TRAVERSE CITY -- Problems at Tendercare Health Center-Birchwood didn't end with reported physical and sexual assaults between residents in 2006-07.
The nursing home was ordered to pay $19,760 in fines for other problems discovered in spring 2008.
Birchwood employees didn't do enough to prevent some residents from falling and failed to prevent and treat bedsores.

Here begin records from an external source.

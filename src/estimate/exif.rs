use exif::{Exif, In, Rational, Tag, Value};
use std::io::Cursor;

/// Camera metadata read from an uploaded photo
///
/// Every field is optional: phones strip GPS, screenshots carry nothing.
#[derive(Debug, Clone, Default, PartialEq)]
pub struct PhotoMetadata {
    /// WGS84 degrees, south negative
    pub latitude: Option<f64>,
    /// WGS84 degrees, west negative
    pub longitude: Option<f64>,
    pub focal_length_mm: Option<f64>,
    pub make: Option<String>,
    pub model: Option<String>,
}

impl PhotoMetadata {
    pub fn position(&self) -> Option<(f64, f64)> {
        Some((self.latitude?, self.longitude?))
    }
}

/// Read metadata from encoded image bytes, empty when there is none
pub fn read_metadata(bytes: &[u8]) -> PhotoMetadata {
    let mut cursor = Cursor::new(bytes);
    match exif::Reader::new().read_from_container(&mut cursor) {
        Ok(exif) => {
            let metadata = from_exif(&exif);
            tracing::debug!("EXIF metadata: {:?}", metadata);
            metadata
        }
        Err(e) => {
            tracing::debug!("No EXIF metadata: {}", e);
            PhotoMetadata::default()
        }
    }
}

pub fn from_exif(exif: &Exif) -> PhotoMetadata {
    PhotoMetadata {
        latitude: coordinate(exif, Tag::GPSLatitude, Tag::GPSLatitudeRef),
        longitude: coordinate(exif, Tag::GPSLongitude, Tag::GPSLongitudeRef),
        focal_length_mm: rationals(exif, Tag::FocalLength)
            .and_then(|r| r.first().map(Rational::to_f64))
            .filter(|f| f.is_finite() && *f > 0.0),
        make: ascii(exif, Tag::Make),
        model: ascii(exif, Tag::Model),
    }
}

fn rationals(exif: &Exif, tag: Tag) -> Option<&[Rational]> {
    match &exif.get_field(tag, In::PRIMARY)?.value {
        Value::Rational(values) => Some(values.as_slice()),
        _ => None,
    }
}

fn ascii(exif: &Exif, tag: Tag) -> Option<String> {
    match &exif.get_field(tag, In::PRIMARY)?.value {
        Value::Ascii(values) => {
            let raw = values.first()?;
            let text = String::from_utf8_lossy(raw)
                .trim_matches(|c: char| c == '\0' || c.is_whitespace())
                .to_string();
            (!text.is_empty()).then_some(text)
        }
        _ => None,
    }
}

fn coordinate(exif: &Exif, value_tag: Tag, ref_tag: Tag) -> Option<f64> {
    let dms = rationals(exif, value_tag)?;
    let hemisphere = ascii(exif, ref_tag)?;
    dms_to_degrees(dms, &hemisphere)
}

/// Degrees/minutes/seconds to signed decimal degrees
pub fn dms_to_degrees(dms: &[Rational], hemisphere: &str) -> Option<f64> {
    let [d, m, s] = dms else {
        return None;
    };
    let degrees = d.to_f64() + m.to_f64() / 60.0 + s.to_f64() / 3600.0;
    if !degrees.is_finite() {
        return None;
    }

    match hemisphere.trim() {
        "S" | "W" => Some(-degrees),
        _ => Some(degrees),
    }
}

Staff also didn't always follow comprehensive care plans, the blueprints for residents' medical, nursing, mental and psychosocial needs.
Michigan Department of Community Health records obtained by the Record-Eagle detailed Birchwood's shortcomings.
Employees' failure to follow guidelines resulted in at least three residents falling, according to the state report.
Inspectors also found staff didn't adequately treat or prevent pressure ulcers, also known as bedsores, for one of four sampled residents.
"Pressure sores is a focus the state and federal government has," said Alice Turner, director of nursing home monitoring for the Department of Community Health. "We always go in looking for problems with addressing pressure sores, be it treatment or prevention."
State inspectors in December 2008 found eight infractions that prompted citations. Most nursing homes average six to seven citations per inspection.
"There are very few nursing homes that get no citations," Turner said. "There's no perfect nursing home."
The December report found Birchwood employees violated two patients' confidentiality. They also didn't always record times, dates and doses of medicine given to three residents.
Staff didn't properly care for a 68-year-old man with recurring constipation, prompting the resident to act out aggressively with his peers, the report stated.
Other citations involved problems with a resident receiving medication through a feeding tube, insulin vials that were not dated and incomplete resident records.